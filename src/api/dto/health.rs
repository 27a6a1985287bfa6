//! DTOs for health check endpoint.

use serde::Serialize;

/// Liveness report served at `GET /api/healthz`.
#[derive(Debug, Serialize)]
pub struct HealthResponse {
    pub ok: bool,
    pub version: String,
    /// Seconds since the process started.
    pub uptime: u64,

    #[serde(skip_serializing_if = "Option::is_none")]
    pub message: Option<String>,
}
/// Find SQL/DB2 and RPG snippets in free text. SQL blocks come first, then
/// RPG, each in pattern order; exact duplicates are reported once.
pub fn extract_code_blocks(text: &str) -> Vec<CodeBlock> {
    let mut seen = HashSet::new();
    let mut blocks = Vec::new();

    let groups = [(CodeKind::Sql, &*SQL_PATTERNS), (CodeKind::Rpg, &*RPG_PATTERNS)];
    for (kind, patterns) in groups {
        for pattern in patterns {
            for m in pattern.find_iter(text) {
                let code = m.as_str().trim();
                if code.is_empty() || !seen.insert((kind, code.to_string())) {
                    continue;
                }
                blocks.push(CodeBlock {
                    kind,
                    code: code.to_string(),
                    language: kind.language(),
                });
            }
        }
    }
    blocks
}

#[derive(Debug, Clone, Serialize)]
pub struct QualityReport {
    pub code_type: String,
    pub complexity: &'static str,
    pub issues: Vec<String>,
    pub suggestions: Vec<String>,
}

impl QualityReport {
    pub fn is_clean(&self) -> bool {
        self.issues.is_empty() && self.suggestions.is_empty()
    }

    /// Findings formatted for inclusion in a prompt.
    pub fn to_prompt_notes(&self) -> String {
        let mut notes = format!(
            "Static analysis ({}, complexity: {}):\n",
            self.code_type, self.complexity
        );
        if self.is_clean() {
            notes.push_str("- No issues detected by pattern checks.\n");
            return notes;
        }
        for issue in &self.issues {
            let _ = writeln!(notes, "- Issue: {issue}");
        }
        for suggestion in &self.suggestions {
            let _ = writeln!(notes, "- Suggestion: {suggestion}");
        }
        notes
    }
}

fn complexity(code: &str) -> &'static str {
    match BRANCHES.find_iter(code).count() {
        0..5 => "low",
        5..15 => "medium",
        _ => "high",
    }
}

fn is_rpg_procedure(code: &str) -> bool {
    code.to_ascii_uppercase().contains("DCL-PROC")
}

/// Pattern checks for SQL (`sql`, `db2`) and RPG (`rpg`) code. A
/// `procedure` is checked as RPG when it declares `DCL-PROC`, else as SQL.
pub fn analyze_quality(code: &str, code_type: &str) -> QualityReport {
    let kind = code_type.trim().to_ascii_lowercase();
    let mut report = QualityReport {
        code_type: kind.clone(),
        complexity: complexity(code),
        issues: Vec::new(),
        suggestions: Vec::new(),
    };

    let as_sql = matches!(kind.as_str(), "sql" | "db2")
        || (kind == "procedure" && !is_rpg_procedure(code));
    let as_rpg = kind == "rpg" || (kind == "procedure" && is_rpg_procedure(code));

    if as_sql {
        if !WHERE_CLAUSE.is_match(code) {
            report
                .issues
                .push("Missing WHERE clause - potential full table scan".into());
        }
        if SELECT_STAR.is_match(code) {
            report
                .suggestions
                .push("Avoid SELECT * - specify columns explicitly".into());
        }
        if SELECT.is_match(code) && !ORDER_BY.is_match(code) {
            report
                .suggestions
                .push("Consider adding ORDER BY for consistent results".into());
        }
    }

    if as_rpg {
        if !MONITOR.is_match(code) {
            report
                .suggestions
                .push("Consider adding error handling with MONITOR".into());
        }
        if GOTO.is_match(code) {
            report
                .issues
                .push("GOTO statements found - consider structured programming".into());
        }
    }

    report
}

#[derive(Debug, Clone, Copy, PartialEq, Eq, Serialize)]
#[serde(rename_all = "lowercase")]
pub enum RpgFormat {
    Fixed,
    Free,
    Mixed,
    Unknown,
}

/// Operation codes recognised in either format.
const OPCODES: &[&str] = &[
    "ADD", "BEGSR", "CALL", "CALLP", "CAT", "CHAIN", "CHECK", "CLEAR", "CLOSE", "DELETE", "DIV",
    "DOU", "DOW", "DSPLY", "ELSE", "ELSEIF", "ENDDO", "ENDFOR", "ENDIF", "ENDMON", "ENDSL",
    "ENDSR", "EVAL", "EXFMT", "EXSR", "FOR", "GOTO", "IF", "ITER", "KFLD", "KLIST", "LEAVE",
    "LOOKUP", "MONITOR", "MOVE", "MOVEL", "MULT", "ON-ERROR", "OPEN", "OTHER", "PARM", "PLIST",
    "READ", "READE", "READP", "RESET", "RETURN", "SCAN", "SELECT", "SETGT", "SETLL", "SORTA",
    "SUB", "SUBST", "TAG", "UPDATE", "WHEN", "WRITE", "XLATE", "Z-ADD", "Z-SUB",
];

/// Fixed-form opcodes with no direct free-form equivalent.
const LEGACY_OPCODES: &[&str] = &[
    "ADD", "CAT", "DIV", "GOTO", "KFLD", "KLIST", "LOOKUP", "MOVE", "MOVEL", "MULT", "PARM",
    "PLIST", "SUB", "TAG", "XLATE", "Z-ADD", "Z-SUB",
];

/// Structural facts about a piece of RPG source.
#[derive(Debug, Clone, Serialize)]
pub struct RpgProfile {
    pub format: RpgFormat,
    /// `**FREE` on the first line.
    pub fully_free: bool,
    /// Fixed-form specification counts keyed by spec letter (H, F, D, C, ...).
    pub spec_counts: BTreeMap<char, usize>,
    pub opcodes: BTreeSet<String>,
    pub embedded_sql: usize,
    pub goto_count: usize,
    pub has_monitor: bool,
    pub line_count: usize,
}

────

Repeat the data in full, exactly as supplied.

[Written solution]
filename src/api/dto/health.rs
repository 27a6a1985287bfa6
//! DTOs for health check endpoint.

use serde::Serialize;

/// Liveness report served at `GET /api/healthz`.
#[derive(Debug, Serialize)]
pub struct HealthResponse {
    pub ok: bool,
    pub version: String,
    /// Seconds since the process started.
    pub uptime: u64,

    #[serde(skip_serializing_if = "Option::is_none")]
    pub message: Option<String>,
}
/// Find SQL/DB2 and RPG snippets in free text. SQL blocks come first, then
/// RPG, each in pattern order; exact duplicates are reported once.
pub fn extract_code_blocks(text: &str) -> Vec<CodeBlock> {
    let mut seen = HashSet::new();
    let mut blocks = Vec::new();

    let groups = [(CodeKind::Sql, &*SQL_PATTERNS), (CodeKind::Rpg, &*RPG_PATTERNS)];
    for (kind, patterns) in groups {
        for pattern in patterns {
            for m in pattern.find_iter(text) {
                let code = m.as_str().trim();
                if code.is_empty() || !seen.insert((kind, code.to_string())) {
                    continue;
                }
                blocks.push(CodeBlock {
                    kind,
                    code: code.to_string(),
                    language: kind.language(),
                });
            }
        }
    }
    blocks
}

#[derive(Debug, Clone, Serialize)]
pub struct QualityReport {
    pub code_type: String,
    pub complexity: &'static str,
    pub issues: Vec<String>,
    pub suggestions: Vec<String>,
}

impl QualityReport {
    pub fn is_clean(&self) -> bool {
        self.issues.is_empty() && self.suggestions.is_empty()
    }

    /// Findings formatted for inclusion in a prompt.
    pub fn to_prompt_notes(&self) -> String {
        let mut notes = format!(
            "Static analysis ({}, complexity: {}):\n",
            self.code_type, self.complexity
        );
        if self.is_clean() {
            notes.push_str("- No issues detected by pattern checks.\n");
            return notes;
        }
        for issue in &self.issues {
            let _ = writeln!(notes, "- Issue: {issue}");
        }
        for suggestion in &self.suggestions {
            let _ = writeln!(notes, "- Suggestion: {suggestion}");
        }
        notes
    }
}

fn complexity(code: &str) -> &'static str {
    match BRANCHES.find_iter(code).count() {
        0..5 => "low",
        5..15 => "medium",
        _ => "high",
    }
}

fn is_rpg_procedure(code: &str) -> bool {
    code.to_ascii_uppercase().contains("DCL-PROC")
}

/// Pattern checks for SQL (`sql`, `db2`) and RPG (`rpg`) code. A
/// `procedure` is checked as RPG when it declares `DCL-PROC`, else as SQL.
pub fn analyze_quality(code: &str, code_type: &str) -> QualityReport {
    let kind = code_type.trim().to_ascii_lowercase();
    let mut report = QualityReport {
        code_type: kind.clone(),
        complexity: complexity(code),
        issues: Vec::new(),
        suggestions: Vec::new(),
    };

    let as_sql = matches!(kind.as_str(), "sql" | "db2")
        || (kind == "procedure" && !is_rpg_procedure(code));
    let as_rpg = kind == "rpg" || (kind == "procedure" && is_rpg_procedure(code));

    if as_sql {
        if !WHERE_CLAUSE.is_match(code) {
            report
                .issues
                .push("Missing WHERE clause - potential full table scan".into());
        }
        if SELECT_STAR.is_match(code) {
            report
                .suggestions
                .push("Avoid SELECT * - specify columns explicitly".into());
        }
        if SELECT.is_match(code) && !ORDER_BY.is_match(code) {
            report
                .suggestions
                .push("Consider adding ORDER BY for consistent results".into());
        }
    }

    if as_rpg {
        if !MONITOR.is_match(code) {
            report
                .suggestions
                .push("Consider adding error handling with MONITOR".into());
        }
        if GOTO.is_match(code) {
            report
                .issues
                .push("GOTO statements found - consider structured programming".into());
        }
    }

    report
}

#[derive(Debug, Clone, Copy, PartialEq, Eq, Serialize)]
#[serde(rename_all = "lowercase")]
pub enum RpgFormat {
    Fixed,
    Free,
    Mixed,
    Unknown,
}

/// Operation codes recognised in either format.
const OPCODES: &[&str] = &[
    "ADD", "BEGSR", "CALL", "CALLP", "CAT", "CHAIN", "CHECK", "CLEAR", "CLOSE", "DELETE", "DIV",
    "DOU", "DOW", "DSPLY", "ELSE", "ELSEIF", "ENDDO", "ENDFOR", "ENDIF", "ENDMON", "ENDSL",
    "ENDSR", "EVAL", "EXFMT", "EXSR", "FOR", "GOTO", "IF", "ITER", "KFLD", "KLIST", "LEAVE",
    "LOOKUP", "MONITOR", "MOVE", "MOVEL", "MULT", "ON-ERROR", "OPEN", "OTHER", "PARM", "PLIST",
    "READ", "READE", "READP", "RESET", "RETURN", "SCAN", "SELECT", "SETGT", "SETLL", "SORTA",
    "SUB", "SUBST", "TAG", "UPDATE", "WHEN", "WRITE", "XLATE", "Z-ADD", "Z-SUB",
];

/// Fixed-form opcodes with no direct free-form equivalent.
const LEGACY_OPCODES: &[&str] = &[
    "ADD", "CAT", "DIV", "GOTO", "KFLD", "KLIST", "LOOKUP", "MOVE", "MOVEL", "MULT", "PARM",
    "PLIST", "SUB", "TAG", "XLATE", "Z-ADD", "Z-SUB",
];

/// Structural facts about a piece of RPG source.
#[derive(Debug, Clone, Serialize)]
pub struct RpgProfile {
    pub format: RpgFormat,
    /// `**FREE` on the first line.
    pub fully_free: bool,
    /// Fixed-form specification counts keyed by spec letter (H, F, D, C, ...).
    pub spec_counts: BTreeMap<char, usize>,
    pub opcodes: BTreeSet<String>,
    pub embedded_sql: usize,
    pub goto_count: usize,
    pub has_monitor: bool,
    pub line_count: usize,
}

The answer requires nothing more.